Langzeitarbeitslose sind ebenfalls eine Risikogruppe für Altersarmut. Denn grundsätzlich gilt: Wer weniger Jahre arbeitet, zahlt weniger in die Rentenversicherung ein und bekommt am Ende weniger Rente raus. "Um später nicht in Armut zu enden, sollte man am Ende seines Arbeitslebens etwa 35 Versicherungsjahre zusammen haben", sagt Ulrich Schneider.

Stundenlöhne unter 13 Euro reichen nicht!

Tricks beim Mindestlohn
Der derzeitige Mindestlohn reicht bei weitem nicht, um Altersarmut zu vermeiden.  | Bild: pa

Aber was, wenn man in seinem Leben zwar viele Jahre gearbeitet, dabei aber wenig verdient hat? Laut Ulrich Schneider ist das ein Problem: "Bei einer Vollzeittätigkeit wäre ein Lohn von 13 bis 14 Euro in der Stunde notwendig, damit man am Ende des Lebens über den Grundsicherungssatz von aktuell 399 Euro kommt. Aber ein Drittel der Bevölkerung hat das momentan nicht." Da hilft auch der Mindestlohn nicht: "So viele Versicherungsjahre kann man gar nicht schaffen, damit man bei 8,50 Euro in der Stunde am Ende nicht in Armut landet."

Keine Besserung in Sicht

Die Prognosen für die Zukunft sind schlecht. Das liegt aber nicht nur an den Niedriglöhnen jetzt, sondern auch an der Massenarbeitslosigkeit in den 90er Jahren und um die Jahrtausendwende. Die Menschen, die damals keine Arbeit hatten, kommen bald in das Rentenalter. Generell werden Gruppen, die heute schon gefährdet sind, wohl auch in Zukunft noch von Armut im Alter bedroht sein. Nur bei den Frauen könnte sich laut Johannes Geyer ein kleiner Gegentrend abzeichnen, weil die sich immer besser im Arbeitsmarkt integrieren.

Rentner auf Jobsuche
Wie werden Rentner in Zukunft über die Runden kommen? | Bild: grafik-hr

Die Politik hat keine Lösung

Symbolbild Frauen und Rente
Von der Politik kam bislang kein tragfähiges Konzept gegen Altersarmut.  | Bild: pa

Ein politisches Konzept, um diesen Trend zu stoppen, gibt es bislang nicht. Wer später in der Rente nicht arm sein will, sollte deswegen selbst aktiv werden und so viele Versicherungsjahre wie möglich sammeln.
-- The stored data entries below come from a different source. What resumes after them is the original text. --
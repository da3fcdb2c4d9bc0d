//! Chip register file and field accessors.
//!
//! The chip exposes seven addressable registers over SPI/SDIO. Field
//! extraction is done with explicit shift/mask helpers; the layouts are a
//! wire contract, not a compiler artifact.

use std::fmt;

/// Addressable registers on the chip side of the bus.
#[derive(Debug, Clone, Copy, PartialEq, Eq, Hash)]
pub enum Register {
    /// Chip configuration and mode control (32-bit).
    Config,
    /// Queue status and piggyback source (16-bit).
    Control,
    /// Frame queue data port.
    InOutQueue,
    /// Direct AHB data port.
    AhbDport,
    /// SRAM window base address.
    SramBaseAddr,
    /// SRAM window data port.
    SramDport,
    /// Scratch register used for the bus probe.
    TsetGenRW,
    /// Outbound frame staging.
    FrameOut,
}

impl Register {
    /// Bus address of the register.
    pub const fn id(self) -> u16 {
        match self {
            Register::Config => 0x0000,
            Register::Control => 0x0001,
            Register::InOutQueue => 0x0002,
            Register::AhbDport => 0x0003,
            Register::SramBaseAddr => 0x0004,
            Register::SramDport => 0x0005,
            Register::TsetGenRW => 0x0006,
            Register::FrameOut => 0x0007,
        }
    }
}

impl fmt::Display for Register {
    fn fmt(&self, f: &mut fmt::Formatter<'_>) -> fmt::Result {
        let name = match self {
            Register::Config => "CONFIG",
            Register::Control => "CONTROL",
            Register::InOutQueue => "IN_OUT_QUEUE",
            Register::AhbDport => "AHB_DPORT",
            Register::SramBaseAddr => "SRAM_BASE_ADDR",
            Register::SramDport => "SRAM_DPORT",
            Register::TsetGenRW => "TSET_GEN_R_W",
            Register::FrameOut => "FRAME_OUT",
        };
        f.write_str(name)
    }
}

// Control register layout.
const CTRL_NEXT_LEN_MASK: u16 = 0x0FFF;
const CTRL_FRAME_TYPE_OFFSET: u16 = 14;
const CTRL_FRAME_TYPE_MASK: u16 = 0x3;
pub const CTRL_WUP_BIT: u16 = 1 << 12;
pub const CTRL_RDY_BIT: u16 = 1 << 13;

/// Byte length of the next pending frame encoded in a control word.
/// The register stores it in 16-bit words; zero means nothing pending.
#[inline]
pub const fn ctrl_next_frame_len(ctrl: u16) -> u32 {
    (ctrl & CTRL_NEXT_LEN_MASK) as u32 * 2
}

/// Queue class of the next pending frame (confirmation/indication vs data).
#[inline]
pub const fn ctrl_frame_type(ctrl: u16) -> u8 {
    ((ctrl >> CTRL_FRAME_TYPE_OFFSET) & CTRL_FRAME_TYPE_MASK) as u8
}

#[inline]
pub const fn ctrl_is_ready(ctrl: u16) -> bool {
    ctrl & CTRL_RDY_BIT != 0
}

// Config register layout.
pub const CFG_ACCESS_MODE_BIT: u32 = 1 << 10;
pub const CFG_CPU_CLK_DIS_BIT: u32 = 1 << 12;
pub const CFG_PREFETCH_BIT: u32 = 1 << 13;
pub const CFG_CPU_RESET_BIT: u32 = 1 << 14;
/// Data-ready plus wake-up interrupt sources.
pub const CFG_IRQ_ENABLE_BITS: u32 = (1 << 16) | (1 << 17);

const CFG_HW_REVISION_OFFSET: u32 = 24;
const CFG_HW_REVISION_MASK: u32 = 0x7;
const CFG_HW_TYPE_OFFSET: u32 = 31;
const CFG_HW_TYPE_MASK: u32 = 0x1;

/// Silicon revision field of the config register.
#[inline]
pub const fn cfg_hardware_revision(cfg: u32) -> u8 {
    ((cfg >> CFG_HW_REVISION_OFFSET) & CFG_HW_REVISION_MASK) as u8
}

/// Hardware type field of the config register.
#[inline]
pub const fn cfg_hardware_type(cfg: u32) -> u8 {
    ((cfg >> CFG_HW_TYPE_OFFSET) & CFG_HW_TYPE_MASK) as u8
}

/// True while the chip is still in direct-access (register) mode.
#[inline]
pub const fn cfg_in_direct_access_mode(cfg: u32) -> bool {
    cfg & CFG_ACCESS_MODE_BIT != 0
}
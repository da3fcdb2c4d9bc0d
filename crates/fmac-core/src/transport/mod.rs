//! Bus transport layer: the trait the driver drives, plus a mock chip.

pub mod mock;
pub mod traits;

pub use mock::{
    GetMode, MockBus, connect_indication_frame, disconnect_indication_frame,
    received_indication_frame, scan_complete_indication_frame, scan_result_indication_frame,
    startup_indication_frame,
};
pub use traits::{BusError, BusTransport};
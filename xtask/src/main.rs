use anyhow::Result;
use clap::{Parser, Subcommand};
use std::process::Command;

#[derive(Parser)]
#[command(name = "xtask")]
#[command(about = "Tasks for the project", long_about = None)]
struct Cli {
    #[command(subcommand)]
    command: Commands,
}

#[derive(Subcommand)]
enum Commands {
    /// Build the project
    Build,
    /// Run the test suite
    Test,
    /// Run the CLI
    Run,
}

fn main() -> Result<()> {
    let cli = Cli::parse();

    match &cli.command {
        Commands::Build => {
            println!("Building project...");
            let status = Command::new("cargo").arg("build").status()?;
            if !status.success() {
                anyhow::bail!("Build failed");
            }
        }
        Commands::Test => {
            println!("Running tests...");
            let status = Command::new("cargo").arg("test").arg("--workspace").status()?;
            if !status.success() {
                anyhow::bail!("Tests failed");
            }
        }
        Commands::Run => {
            println!("Running CLI...");
            let status = Command::new("cargo")
                .arg("run")
                .arg("-p")
                .arg("fmac-cli")
                .status()?;
            if !status.success() {
                anyhow::bail!("Run failed");
            }
        }
    }

    Ok(())
}
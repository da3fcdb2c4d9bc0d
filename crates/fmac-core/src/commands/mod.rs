//! Typed command facade over the raw request path.
//!
//! Each function builds a little-endian request body, runs it through the
//! correlator via [`Fmac::send_command`] and maps the confirmation status
//! onto [`FmacError`]. Split by concern: station-mode, access-point and
//! device-wide commands.

mod general;
mod softap;
mod station;

pub use general::{AntennaConfig, GpioMode, GpioReadback, MacKeyDestination};
pub use softap::ApParameters;
pub use station::{
    ConnectParameters, MgmtFrameProtection, PowerMode, ScanMode, ScanParameters, SecurityMode,
};

pub(crate) use general::configuration_body;

use byteorder::{LittleEndian, WriteBytesExt};

use crate::driver::Fmac;
use crate::error::FmacError;
use crate::events::WifiObserver;
use crate::protocol::constants::{PASSWORD_SIZE, SSID_SIZE};
use crate::protocol::decode_confirmation_status;
use crate::transport::BusTransport;

impl<B: BusTransport, O: WifiObserver> Fmac<B, O> {
    /// Roundtrip for requests whose confirmation is a bare status word.
    fn simple_command(&self, id: u8, info: u8, body: &[u8]) -> Result<(), FmacError> {
        let reply = self.send_command(id, info, body)?;
        let status = decode_confirmation_status(&reply)?;
        self.check_status(id, status)
    }
}

/// Appends an SSID definition: length word plus the zero-padded 32-byte
/// name field.
fn write_ssid(body: &mut Vec<u8>, ssid: &str) -> Result<(), FmacError> {
    if ssid.len() > SSID_SIZE {
        return Err(FmacError::SsidTooLong { length: ssid.len() });
    }
    body.write_u32::<LittleEndian>(ssid.len() as u32).unwrap();
    let mut fixed = [0u8; SSID_SIZE];
    fixed[..ssid.len()].copy_from_slice(ssid.as_bytes());
    body.extend_from_slice(&fixed);
    Ok(())
}

/// Appends a passphrase: length word plus the zero-padded 64-byte field.
fn write_password(body: &mut Vec<u8>, password: &str) -> Result<(), FmacError> {
    if password.len() > PASSWORD_SIZE {
        return Err(FmacError::PasswordTooLong {
            length: password.len(),
        });
    }
    body.write_u16::<LittleEndian>(password.len() as u16).unwrap();
    let mut fixed = [0u8; PASSWORD_SIZE];
    fixed[..password.len()].copy_from_slice(password.as_bytes());
    body.extend_from_slice(&fixed);
    Ok(())
}
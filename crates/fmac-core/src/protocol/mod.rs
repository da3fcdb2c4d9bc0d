//! Protocol module - wire format definitions for the NCP link.

pub mod constants;
pub mod frame;
pub mod registers;

pub use constants::*;
pub use frame::{
    DecodedFrame, FrameError, FrameHeader, decode_confirmation_status, decode_frame, encode_frame,
    is_indication, round_up_even,
};
pub use registers::{
    Register, cfg_hardware_revision, cfg_hardware_type, cfg_in_direct_access_mode,
    ctrl_frame_type, ctrl_is_ready, ctrl_next_frame_len,
};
Ein Ratschlag, den leider gerade die Betroffenen in den Risikogruppen kaum befolgen werden können.

"Seien Sie nett zu Ihren Kindern"

Zusätzlich wird eine private Altersvorsorge immer wichtiger und die kann auch über eine normale Zusatzversicherung hinausgehen: "Wer kann, sollte Eigentum erwerben", sagt Ulrich Schneider. "Und nett zu seinen Kindern sein. Denn wer keine Kinder, Familie oder ein anderes soziales Netz hat, das ihn im Notfall auffängt, hat später ein Problem."